April 7, 2022

Preventing STDs doesn't have to be hard. Talk. Test. Treat.

Teen Health Week is April 4-10, 2022, and STD Awareness Week is April 10-16, 2022, both of which provide an opportunity for healthcare professionals to begin lifelong conversations with patients about sexual health and the importance of staying up to date on all recommended vaccines. 

According to the American Sexual Health Association, nearly half of all new sexually transmitted disease (STD) cases in the US occur in those age 15-24 years, but only 12 percent of young people say they have been tested in the last year. Sexual health is a lifelong conversation that healthcare professionals should have with their patients, according to Margot L. Savoy, MD, MPH, senior vice president for education at the American Academy of Family Physicians (AAFP).

Speaking at a recent National Foundation for Infectious Diseases (NFID) webinar on sexually transmitted infections (STIs), Savoy described ways to:

  • Create a safe(r) space for sexual health conversations: This means focusing on the basics like using culturally sensitive terminology, and creating inclusive forms and marketing materials. Even something as simple as remembering to use self-identified pronouns and names goes a long way to demonstrate your willingness to provide a safe space.
  • Ask questions to understand and not to judge. For example, ask how many partners a patient has rather than asking whether a patient is monogamous, or ask about partners vs. boyfriends/girlfriends. Normalize the sexual health discussion as one you have routinely with all patients.
  • Seek opportunities to infuse wellness and prevention. Prevention starts by routinely obtaining sexual histories so you have accurate information to gauge and assess risk. Individualizing risk reduction counseling helps the patient to make better individual choices. Offer pre-exposure vaccination for HPV, hepatitis A, and hepatitis B, and talk about barrier methods like condoms and diaphragms, which remain useful prevention methods.
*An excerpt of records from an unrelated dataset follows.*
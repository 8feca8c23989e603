//! Store contract for node data
//!
//! This module defines the trait that node state stores implement.
//! External crates provide the storage mechanism; the routing contract
//! is shared: a node's type prefix decides between the shared partition
//! and a caller-named flow namespace.

use async_trait::async_trait;
use serde::{Deserialize, Serialize};
use std::collections::HashMap;
use tokio::sync::broadcast;

use super::events::StoreCommit;
use super::node::{FlowNamespace, NodeId};
use crate::error::StoreError;
use crate::types::NodeData;

/// A full, immutable copy of both partition tiers
///
/// Writes after the snapshot was taken never alter it; consumers can
/// hold it as a stable view of the committed state, or serialize it to
/// export a session.
#[derive(Debug, Clone, Default, PartialEq, Serialize, Deserialize)]
pub struct StoreSnapshot {
    /// The shared partition: node identifier to node data
    pub shared: HashMap<NodeId, NodeData>,

    /// The flow-specific partitions, one map per declared namespace
    pub flows: HashMap<FlowNamespace, HashMap<NodeId, NodeData>>,
}

impl StoreSnapshot {
    /// Look up a node in the shared partition
    pub fn shared_node(&self, id: &NodeId) -> Option<&NodeData> {
        self.shared.get(id)
    }

    /// Look up a node in one flow partition
    pub fn flow_node(&self, namespace: &FlowNamespace, id: &NodeId) -> Option<&NodeData> {
        self.flows.get(namespace).and_then(|nodes| nodes.get(id))
    }

    /// Total number of nodes across every partition
    pub fn node_count(&self) -> usize {
        self.shared.len() + self.flows.values().map(HashMap::len).sum::<usize>()
    }
}

/// A store that holds node data partitioned by routing rules
///
/// Writes are atomic relative to reads: once `write` returns, every
/// holder of the store reference observes the committed state, and no
/// reader ever observes a partially applied patch.
#[async_trait]
pub trait NodeStateStore: Send + Sync {
    /// Read the data for a node, routed by its type prefix
    ///
    /// Absent entries and unroutable identifiers both yield an empty
    /// [`NodeData`]; reads never fail for malformed input.
    async fn read(
        &self,
        id: &NodeId,
        namespace: Option<&FlowNamespace>,
    ) -> Result<NodeData, StoreError>;

    /// Shallow-merge a patch into the data for a node
    ///
    /// Routing follows the same rule as `read`. An unshared node type
    /// with a missing or undeclared namespace fails with
    /// [`StoreError::UnroutableWrite`] or [`StoreError::UnknownNamespace`]
    /// and commits nothing.
    async fn write(
        &self,
        id: &NodeId,
        patch: NodeData,
        namespace: Option<&FlowNamespace>,
    ) -> Result<(), StoreError>;

    /// List the node identifiers present in one partition
    ///
    /// `None` targets the shared partition; an undeclared namespace
    /// yields an empty list.
    async fn list_nodes(&self, namespace: Option<&FlowNamespace>)
        -> Result<Vec<NodeId>, StoreError>;

    /// Take an immutable snapshot of the full store state
    async fn snapshot(&self) -> Result<StoreSnapshot, StoreError>;

    /// Subscribe to commit events published after each write
    fn subscribe(&self) -> broadcast::Receiver<StoreCommit>;

    /// Get metrics about the store (counts, etc.)
    async fn metrics(&self) -> Result<HashMap<String, i64>, StoreError> {
        // Default implementation returns empty metrics
        tracing::debug!("Using default metrics implementation (returns empty metrics)");
        Ok(HashMap::new())
    }

    /// Health check for the store
    async fn health_check(&self) -> Result<bool, StoreError> {
        // Default implementation that always returns true
        Ok(true)
    }
}

#[cfg(test)]
mod tests {
    use super::*;
    use crate::domain::routing::Partition;
    use serde_json::json;
    use std::sync::Mutex;

    // Minimal single-map implementation, enough to exercise the trait's
    // default methods
    struct SharedOnlyStore {
        nodes: Mutex<HashMap<NodeId, NodeData>>,
        commits: broadcast::Sender<StoreCommit>,
    }

    impl SharedOnlyStore {
        fn new() -> Self {
            let (commits, _) = broadcast::channel(8);
            Self {
                nodes: Mutex::new(HashMap::new()),
                commits,
            }
        }
    }

    #[async_trait]
    impl NodeStateStore for SharedOnlyStore {
        async fn read(
            &self,
            id: &NodeId,
            _namespace: Option<&FlowNamespace>,
        ) -> Result<NodeData, StoreError> {
            let nodes = self.nodes.lock().unwrap();
            Ok(nodes.get(id).cloned().unwrap_or_default())
        }

        async fn write(
            &self,
            id: &NodeId,
            patch: NodeData,
            _namespace: Option<&FlowNamespace>,
        ) -> Result<(), StoreError> {
            let mut nodes = self.nodes.lock().unwrap();
            nodes.entry(id.clone()).or_default().merge(patch);
            let _ = self
                .commits
                .send(StoreCommit::now(id.clone(), Partition::Shared));
            Ok(())
        }

        async fn list_nodes(
            &self,
            _namespace: Option<&FlowNamespace>,
        ) -> Result<Vec<NodeId>, StoreError> {
            let nodes = self.nodes.lock().unwrap();
            Ok(nodes.keys().cloned().collect())
        }

        async fn snapshot(&self) -> Result<StoreSnapshot, StoreError> {
            let nodes = self.nodes.lock().unwrap();
            Ok(StoreSnapshot {
                shared: nodes.clone(),
                flows: HashMap::new(),
            })
        }

        fn subscribe(&self) -> broadcast::Receiver<StoreCommit> {
            self.commits.subscribe()
        }
    }

    #[tokio::test]
    async fn test_default_trait_methods() {
        let store = SharedOnlyStore::new();

        let metrics = store.metrics().await.unwrap();
        assert!(metrics.is_empty());

        let health = store.health_check().await.unwrap();
        assert!(health);
    }

    #[tokio::test]
    async fn test_subscriber_observes_commits() {
        let store = SharedOnlyStore::new();
        let mut commits = store.subscribe();

        let id = NodeId::new("openai-abc");
        let patch = NodeData::from_value(json!({"model": "gpt"})).unwrap();
        store.write(&id, patch, None).await.unwrap();

        let commit = commits.recv().await.unwrap();
        assert_eq!(commit.node_id, id);
        assert_eq!(commit.partition, Partition::Shared);
        assert_eq!(commit.event_type(), "node_data.committed");
    }

    #[test]
    fn test_snapshot_accessors() {
        let id = NodeId::new("openai-abc");
        let fx = FlowNamespace::new("fxExposure");
        let fx_id = NodeId::new("fxExposure-1");

        let snapshot = StoreSnapshot {
            shared: HashMap::from([(
                id.clone(),
                NodeData::from_value(json!({"model": "gpt"})).unwrap(),
            )]),
            flows: HashMap::from([(
                fx.clone(),
                HashMap::from([(
                    fx_id.clone(),
                    NodeData::from_value(json!({"rate": 1.1})).unwrap(),
                )]),
            )]),
        };

        assert!(snapshot.shared_node(&id).is_some());
        assert!(snapshot.flow_node(&fx, &fx_id).is_some());
        assert!(snapshot.flow_node(&fx, &id).is_none());
        assert_eq!(snapshot.node_count(), 2);
    }
}
//! In-memory implementation of the NodeStateStore contract

use std::collections::HashMap;
use std::sync::Arc;

use async_trait::async_trait;
use tokio::sync::broadcast;
use tokio::sync::RwLock;
use tracing::{debug, info, warn};

use flowboard_core::{
    FlowNamespace, NodeData, NodeId, NodeStateStore, Partition, RoutingConfig, StoreCommit,
    StoreError, StoreSnapshot,
};

const COMMIT_CHANNEL_CAPACITY: usize = 64;

/// In-memory node state store
///
/// Holds the shared partition and one map per declared flow namespace.
/// Constructed once per canvas session and handed to consumers by
/// reference; the routing configuration is fixed at construction.
pub struct InMemoryNodeStore {
    routing: RoutingConfig,

    // Shared partition: node identifier -> node data
    shared: Arc<RwLock<HashMap<NodeId, NodeData>>>,

    // Flow partitions: namespace -> (node identifier -> node data)
    flows: Arc<RwLock<HashMap<FlowNamespace, HashMap<NodeId, NodeData>>>>,

    // Channel for commit notifications
    commits: broadcast::Sender<StoreCommit>,
}

impl InMemoryNodeStore {
    /// Create a new store with empty partitions for every declared namespace
    pub fn new(routing: RoutingConfig) -> Self {
        let mut flows = HashMap::new();
        for namespace in routing.flow_namespaces() {
            flows.insert(namespace.clone(), HashMap::new());
        }

        let (commits, _) = broadcast::channel(COMMIT_CHANNEL_CAPACITY);

        info!(namespaces = flows.len(), "Creating new InMemoryNodeStore");

        Self {
            routing,
            shared: Arc::new(RwLock::new(HashMap::new())),
            flows: Arc::new(RwLock::new(flows)),
            commits,
        }
    }

    /// The routing configuration the store was constructed with
    pub fn routing(&self) -> &RoutingConfig {
        &self.routing
    }

    fn route_write(
        &self,
        id: &NodeId,
        namespace: Option<&FlowNamespace>,
    ) -> Result<Partition, StoreError> {
        let node_type = id.node_type();
        match self.routing.route(&node_type, namespace) {
            Some(partition) => Ok(partition),
            None => match namespace {
                Some(ns) => Err(StoreError::UnknownNamespace(ns.to_string())),
                None => Err(StoreError::UnroutableWrite(id.to_string())),
            },
        }
    }

    fn publish(&self, commit: StoreCommit) {
        // No subscribers is fine
        let _ = self.commits.send(commit);
    }
}

#[async_trait]
impl NodeStateStore for InMemoryNodeStore {
    async fn read(
        &self,
        id: &NodeId,
        namespace: Option<&FlowNamespace>,
    ) -> Result<NodeData, StoreError> {
        let node_type = id.node_type();

        match self.routing.route(&node_type, namespace) {
            Some(Partition::Shared) => {
                let shared = self.shared.read().await;
                Ok(shared.get(id).cloned().unwrap_or_default())
            }
            Some(Partition::Flow(ns)) => {
                let flows = self.flows.read().await;
                Ok(flows
                    .get(&ns)
                    .and_then(|nodes| nodes.get(id))
                    .cloned()
                    .unwrap_or_default())
            }
            // Unroutable reads degrade to an empty result so panel
            // hydration never fails
            None => Ok(NodeData::new()),
        }
    }

    async fn write(
        &self,
        id: &NodeId,
        patch: NodeData,
        namespace: Option<&FlowNamespace>,
    ) -> Result<(), StoreError> {
        let partition = match self.route_write(id, namespace) {
            Ok(partition) => partition,
            Err(err) => {
                warn!(node = %id, "Rejected write: {}", err);
                return Err(err);
            }
        };

        match &partition {
            Partition::Shared => {
                let mut shared = self.shared.write().await;
                shared.entry(id.clone()).or_default().merge(patch);
            }
            Partition::Flow(ns) => {
                let mut flows = self.flows.write().await;
                flows
                    .entry(ns.clone())
                    .or_default()
                    .entry(id.clone())
                    .or_default()
                    .merge(patch);
            }
        }

        debug!(node = %id, partition = %partition, "Committed node data");
        self.publish(StoreCommit::now(id.clone(), partition));
        Ok(())
    }

    async fn list_nodes(
        &self,
        namespace: Option<&FlowNamespace>,
    ) -> Result<Vec<NodeId>, StoreError> {
        match namespace {
            None => {
                let shared = self.shared.read().await;
                Ok(shared.keys().cloned().collect())
            }
            Some(ns) => {
                let flows = self.flows.read().await;
                Ok(flows
                    .get(ns)
                    .map(|nodes| nodes.keys().cloned().collect())
                    .unwrap_or_default())
            }
        }
    }

    async fn snapshot(&self) -> Result<StoreSnapshot, StoreError> {
        let shared = self.shared.read().await.clone();
        let flows = self.flows.read().await.clone();
        Ok(StoreSnapshot { shared, flows })
    }

    fn subscribe(&self) -> broadcast::Receiver<StoreCommit> {
        self.commits.subscribe()
    }

    async fn metrics(&self) -> Result<HashMap<String, i64>, StoreError> {
        let shared = self.shared.read().await;
        let flows = self.flows.read().await;

        let mut metrics = HashMap::new();
        metrics.insert("shared_nodes".to_string(), shared.len() as i64);
        metrics.insert("flow_namespaces".to_string(), flows.len() as i64);
        metrics.insert(
            "flow_nodes".to_string(),
            flows.values().map(HashMap::len).sum::<usize>() as i64,
        );

        Ok(metrics)
    }

    async fn health_check(&self) -> Result<bool, StoreError> {
        // In-memory store is always healthy
        Ok(true)
    }
}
STIs Remain Common and Costly to Nation's HealthSexually-transmitted infections (STIs) are common and costly. According to the Centers for Disease Control and Prevention (CDC), 2019 was the worst year on record for reported STIs in the US, with more than 2.5 million cases of chlamydia, gonorrhea, and syphilis reported. With 26 million new STIs occurring each year, totaling nearly $16 billion in medical costs, evidence-based prevention, diagnostic, and treatment recommendations for STIs are critical, now more than ever.

Also participating in the NFID webinar, Laura H. Bachmann, MD, MPH, chief medical officer of the CDC Division of STD Prevention, reviewed the latest data and current guidelines for the prevention and treatment of gonorrhea, Mycoplasma genitalium, chlamydia, pelvic inflammatory disease, bacterial vaginosis, and syphilis.